• Saved entries:
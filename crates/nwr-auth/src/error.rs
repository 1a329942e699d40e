//! Error types for the auth crate.

use nwr_token::TokenError;
use thiserror::Error;

/// Errors raised while building or persisting authentication state.
///
/// Failed logins are not errors: [`AuthService::login`](crate::AuthService::login)
/// reports them as `false`.
#[derive(Debug, Error)]
pub enum AuthError {
    /// Two credential records share a username.
    #[error("duplicate username: {0}")]
    DuplicateUsername(String),

    /// Two credential records share an id.
    #[error("duplicate user id: {0}")]
    DuplicateId(String),

    /// A credential record breaks the role/department rules.
    #[error("invalid credential record '{username}': {reason}")]
    InvalidRecord { username: String, reason: String },

    /// A configured user has no password source.
    #[error("no password configured for user '{0}'")]
    MissingPassword(String),

    /// Hashing or parsing a password hash failed.
    #[error("password hash error: {0}")]
    PasswordHash(String),

    /// Session token error.
    #[error(transparent)]
    Token(#[from] TokenError),

    /// Session storage IO error.
    #[error("session storage error: {0}")]
    Io(#[from] std::io::Error),
}
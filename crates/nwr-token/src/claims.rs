//! Claims carried by a session token.

use chrono::{DateTime, Duration, Utc};
use nwr_core::{Identity, Role};
use serde::{Deserialize, Serialize};

use crate::error::TokenError;

/// Everything a session token asserts about its holder.
#[derive(Debug, Clone, PartialEq, Eq, Serialize, Deserialize)]
pub struct SessionClaims {
    /// Credential record id.
    pub user_id: String,

    pub username: String,

    pub role: Role,

    /// Absent for admins.
    #[serde(default)]
    pub department: Option<String>,

    /// When the session was issued.
    pub issued_at: DateTime<Utc>,

    /// When the session stops being accepted, if ever.
    #[serde(default)]
    pub expires_at: Option<DateTime<Utc>>,
}

impl SessionClaims {
    /// Build claims for an identity, issued now.
    ///
    /// Fails when `ttl` puts the expiry beyond the representable range.
    pub fn for_identity(identity: &Identity, ttl: Option<Duration>) -> Result<Self, TokenError> {
        let issued_at = truncate_to_seconds(Utc::now());
        let expires_at = ttl
            .map(|ttl| {
                issued_at
                    .checked_add_signed(ttl)
                    .ok_or_else(|| TokenError::InvalidClaim {
                        claim: "expires_at".to_string(),
                        reason: format!("session lifetime of {}s is out of range", ttl.num_seconds()),
                    })
            })
            .transpose()?;

        Ok(Self {
            user_id: identity.id.clone(),
            username: identity.username.clone(),
            role: identity.role,
            department: identity.department.clone(),
            issued_at,
            expires_at,
        })
    }

    /// The identity these claims describe.
    pub fn identity(&self) -> Identity {
        Identity {
            id: self.user_id.clone(),
            username: self.username.clone(),
            role: self.role,
            department: self.department.clone(),
        }
    }

    /// Check if the session has expired.
    pub fn is_expired(&self) -> bool {
        self.expires_at.is_some_and(|exp| Utc::now() >= exp)
    }

    /// Time left before expiry.
    pub fn time_until_expiration(&self) -> Option<Duration> {
        self.expires_at.map(|exp| exp - Utc::now())
    }
}

/// Token timestamps have second precision.
fn truncate_to_seconds(at: DateTime<Utc>) -> DateTime<Utc> {
    DateTime::from_timestamp(at.timestamp(), 0).unwrap_or(at)
}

• What you have to do:
Output the complete set of records word for word.

• Answer box:
filename crates/nwr-auth/src/error.rs
repository 1a329942e699d40e
//! Error types for the auth crate.

use nwr_token::TokenError;
use thiserror::Error;

/// Errors raised while building or persisting authentication state.
///
/// Failed logins are not errors: [`AuthService::login`](crate::AuthService::login)
/// reports them as `false`.
#[derive(Debug, Error)]
pub enum AuthError {
    /// Two credential records share a username.
    #[error("duplicate username: {0}")]
    DuplicateUsername(String),

    /// Two credential records share an id.
    #[error("duplicate user id: {0}")]
    DuplicateId(String),

    /// A credential record breaks the role/department rules.
    #[error("invalid credential record '{username}': {reason}")]
    InvalidRecord { username: String, reason: String },

    /// A configured user has no password source.
    #[error("no password configured for user '{0}'")]
    MissingPassword(String),

    /// Hashing or parsing a password hash failed.
    #[error("password hash error: {0}")]
    PasswordHash(String),

    /// Session token error.
    #[error(transparent)]
    Token(#[from] TokenError),

    /// Session storage IO error.
    #[error("session storage error: {0}")]
    Io(#[from] std::io::Error),
}
filename crates/nwr-token/src/claims.rs
//! Claims carried by a session token.

use chrono::{DateTime, Duration, Utc};
use nwr_core::{Identity, Role};
use serde::{Deserialize, Serialize};

use crate::error::TokenError;

/// Everything a session token asserts about its holder.
#[derive(Debug, Clone, PartialEq, Eq, Serialize, Deserialize)]
pub struct SessionClaims {
    /// Credential record id.
    pub user_id: String,

    pub username: String,

    pub role: Role,

    /// Absent for admins.
    #[serde(default)]
    pub department: Option<String>,

    /// When the session was issued.
    pub issued_at: DateTime<Utc>,

    /// When the session stops being accepted, if ever.
    #[serde(default)]
    pub expires_at: Option<DateTime<Utc>>,
}

impl SessionClaims {
    /// Build claims for an identity, issued now.
    ///
    /// Fails when `ttl` puts the expiry beyond the representable range.
    pub fn for_identity(identity: &Identity, ttl: Option<Duration>) -> Result<Self, TokenError> {
        let issued_at = truncate_to_seconds(Utc::now());
        let expires_at = ttl
            .map(|ttl| {
                issued_at
                    .checked_add_signed(ttl)
                    .ok_or_else(|| TokenError::InvalidClaim {
                        claim: "expires_at".to_string(),
                        reason: format!("session lifetime of {}s is out of range", ttl.num_seconds()),
                    })
            })
            .transpose()?;

        Ok(Self {
            user_id: identity.id.clone(),
            username: identity.username.clone(),
            role: identity.role,
            department: identity.department.clone(),
            issued_at,
            expires_at,
        })
    }

    /// The identity these claims describe.
    pub fn identity(&self) -> Identity {
        Identity {
            id: self.user_id.clone(),
            username: self.username.clone(),
            role: self.role,
            department: self.department.clone(),
        }
    }

    /// Check if the session has expired.
    pub fn is_expired(&self) -> bool {
        self.expires_at.is_some_and(|exp| Utc::now() >= exp)
    }

    /// Time left before expiry.
    pub fn time_until_expiration(&self) -> Option<Duration> {
        self.expires_at.map(|exp| exp - Utc::now())
    }
}

/// Token timestamps have second precision.
fn truncate_to_seconds(at: DateTime<Utc>) -> DateTime<Utc> {
    DateTime::from_timestamp(at.timestamp(), 0).unwrap_or(at)
}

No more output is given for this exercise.